//! Unified keypad drivers
//!
//! A scenario is written once against [`KeypadDriver`] and runs against the
//! bare state machine and against the terminal panel alike.

use crate::core::{CalcResult, InputStateMachine, Operator, Update, ERROR_DISPLAY, OVERFLOW_DISPLAY};

/// Abstract driver for pressing buttons and reading the display
///
/// # Example
///
/// ```rust
/// use memcalc::driver::{verify_basic_arithmetic, KeypadDriver, MachineDriver};
///
/// let mut driver = MachineDriver::new();
/// verify_basic_arithmetic(&mut driver);
/// ```
pub trait KeypadDriver {
    /// Presses the button with the given label
    fn press(&mut self, label: &str) -> CalcResult<()>;

    /// Presses several buttons in order, stopping at the first unknown label
    fn press_all(&mut self, labels: &[&str]) -> CalcResult<()> {
        for label in labels {
            self.press(label)?;
        }
        Ok(())
    }

    /// Gets the current display text
    fn display(&self) -> String;

    /// Gets the highlighted operator button
    fn highlight(&self) -> Option<Operator>;

    /// Gets the memory register value
    fn memory(&self) -> String;

    /// Presses C
    fn clear(&mut self);
}

/// Driver that talks to the state machine directly
#[derive(Debug, Default)]
pub struct MachineDriver {
    machine: InputStateMachine,
    last: Update,
}

impl MachineDriver {
    /// Creates a driver around a fresh state machine
    #[must_use]
    pub fn new() -> Self {
        Self::default()
    }

    /// Returns the underlying state machine
    #[must_use]
    pub fn machine(&self) -> &InputStateMachine {
        &self.machine
    }
}

impl KeypadDriver for MachineDriver {
    fn press(&mut self, label: &str) -> CalcResult<()> {
        self.last = self.machine.press(label)?;
        Ok(())
    }

    fn display(&self) -> String {
        self.last.display.clone()
    }

    fn highlight(&self) -> Option<Operator> {
        self.last.highlight
    }

    fn memory(&self) -> String {
        self.machine.memory().value().to_string()
    }

    fn clear(&mut self) {
        self.last = self.machine.handle_input(crate::core::Token::Clear);
    }
}

/// TUI driver implementation
#[cfg(feature = "tui")]
pub mod tui_driver {
    use super::{CalcResult, KeypadDriver, Operator};
    use crate::core::Token;
    use crate::tui::CalculatorApp;

    /// Driver that presses buttons through the terminal app
    #[derive(Debug, Default)]
    pub struct TuiDriver {
        app: CalculatorApp,
    }

    impl TuiDriver {
        /// Creates a new TUI driver
        #[must_use]
        pub fn new() -> Self {
            Self::default()
        }

        /// Creates a TUI driver with an existing app
        #[must_use]
        pub fn with_app(app: CalculatorApp) -> Self {
            Self { app }
        }

        /// Returns a reference to the underlying app
        #[must_use]
        pub fn app(&self) -> &CalculatorApp {
            &self.app
        }

        /// Returns a mutable reference to the underlying app
        pub fn app_mut(&mut self) -> &mut CalculatorApp {
            &mut self.app
        }
    }

    impl KeypadDriver for TuiDriver {
        fn press(&mut self, label: &str) -> CalcResult<()> {
            let token = label.parse::<Token>()?;
            self.app.press(token);
            Ok(())
        }

        fn display(&self) -> String {
            self.app.display().to_string()
        }

        fn highlight(&self) -> Option<Operator> {
            self.app.highlight()
        }

        fn memory(&self) -> String {
            self.app.memory().to_string()
        }

        fn clear(&mut self) {
            self.app.press(Token::Clear);
        }
    }
}

#[cfg(feature = "tui")]
pub use tui_driver::TuiDriver;

// ===== Unified Driver Scenarios =====
// These work with ANY KeypadDriver implementation

/// Verifies the four binary operations and the two unary ones
pub fn verify_basic_arithmetic<D: KeypadDriver>(driver: &mut D) {
    driver.press_all(&["1", "+", "3", "="]).unwrap();
    assert_eq!(driver.display(), "4");
    driver.clear();

    driver.press_all(&["1", "7", "2", "-", "7", "="]).unwrap();
    assert_eq!(driver.display(), "165");
    driver.clear();

    driver.press_all(&["8", "*", "7", "="]).unwrap();
    assert_eq!(driver.display(), "56");
    driver.clear();

    driver.press_all(&["9", "8", "7", ".", "5", "/", "4", "="]).unwrap();
    assert_eq!(driver.display(), "246.875");
    driver.clear();

    driver.press_all(&["1", "6", "^", "="]).unwrap();
    assert_eq!(driver.display(), "256");
    driver.clear();

    driver.press_all(&["6", "4", "SR", "="]).unwrap();
    assert_eq!(driver.display(), "8");
    driver.clear();
}

/// Verifies operator highlighting follows the pending operator
pub fn verify_highlighting<D: KeypadDriver>(driver: &mut D) {
    driver.press_all(&["5", "*"]).unwrap();
    assert_eq!(driver.highlight(), Some(Operator::Multiply));

    driver.press("Del").unwrap();
    assert_eq!(driver.highlight(), None);

    driver.press("SR").unwrap();
    assert_eq!(driver.highlight(), Some(Operator::SquareRoot));

    driver.press("=").unwrap();
    assert_eq!(driver.highlight(), None);
    driver.clear();
}

/// Verifies misuse handling, including the binary/unary asymmetry
pub fn verify_error_handling<D: KeypadDriver>(driver: &mut D) {
    // Second binary operator resets everything
    driver.press_all(&["5", "+", "3", "-"]).unwrap();
    assert_eq!(driver.display(), ERROR_DISPLAY);
    driver.press_all(&["2", "="]).unwrap();
    assert_eq!(driver.display(), ERROR_DISPLAY);
    driver.clear();

    // Unary misuse keeps the pending calculation alive
    driver.press_all(&["5", "+", "3", "^"]).unwrap();
    assert_eq!(driver.display(), ERROR_DISPLAY);
    driver.press("=").unwrap();
    assert_eq!(driver.display(), "8");
    driver.clear();

    // Division by zero
    driver.press_all(&["1", "/", "0", "="]).unwrap();
    assert_eq!(driver.display(), ERROR_DISPLAY);
    driver.clear();

    // Unknown labels are rejected before reaching the machine
    assert!(driver.press("%").is_err());
    assert_eq!(driver.display(), "");
}

/// Verifies M+, M-, MR and MC
pub fn verify_memory<D: KeypadDriver>(driver: &mut D) {
    driver.clear();
    driver.press_all(&["6", "*", "7", "=", "M+"]).unwrap();
    assert_eq!(driver.memory(), "42");
    assert_eq!(driver.display(), "");

    driver.press_all(&["2", "+", "1", "=", "M-"]).unwrap();
    assert_eq!(driver.memory(), "39");

    driver.press_all(&["MR", "+", "MR", "="]).unwrap();
    assert_eq!(driver.display(), "78");

    driver.press("MC").unwrap();
    assert_eq!(driver.memory(), "0");
    assert_eq!(driver.display(), "78");

    driver.press("M+").unwrap();
    assert_eq!(driver.memory(), "78");
    assert_eq!(driver.display(), "");

    // The result was consumed by the first store
    driver.press("M+").unwrap();
    assert_eq!(driver.display(), ERROR_DISPLAY);
    assert_eq!(driver.memory(), "78");
    driver.clear();
}

/// Verifies the 32-bit overflow guard
pub fn verify_overflow<D: KeypadDriver>(driver: &mut D) {
    driver
        .press_all(&["6", "5", "5", "3", "6", "*", "6", "5", "5", "3", "6", "="])
        .unwrap();
    assert_eq!(driver.display(), OVERFLOW_DISPLAY);
    driver.clear();
}

/// Verifies that C resets memory and the display
pub fn verify_clear<D: KeypadDriver>(driver: &mut D) {
    driver.press_all(&["3", "+", "4", "=", "M+", "1", "+"]).unwrap();
    driver.clear();
    assert_eq!(driver.display(), "");
    assert_eq!(driver.memory(), "0");
    assert_eq!(driver.highlight(), None);
}

/// Complete verification suite - runs every scenario
pub fn run_all_scenarios<D: KeypadDriver>(driver: &mut D) {
    verify_basic_arithmetic(driver);
    verify_highlighting(driver);
    verify_error_handling(driver);
    verify_memory(driver);
    verify_overflow(driver);
    verify_clear(driver);
}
=-=-=
_Instructions to follow_
Wherever a line in the records contains the word "Returns", copy that line.

_Answer section_
    /// Returns the underlying state machine
        /// Returns a reference to the underlying app
        /// Returns a mutable reference to the underlying app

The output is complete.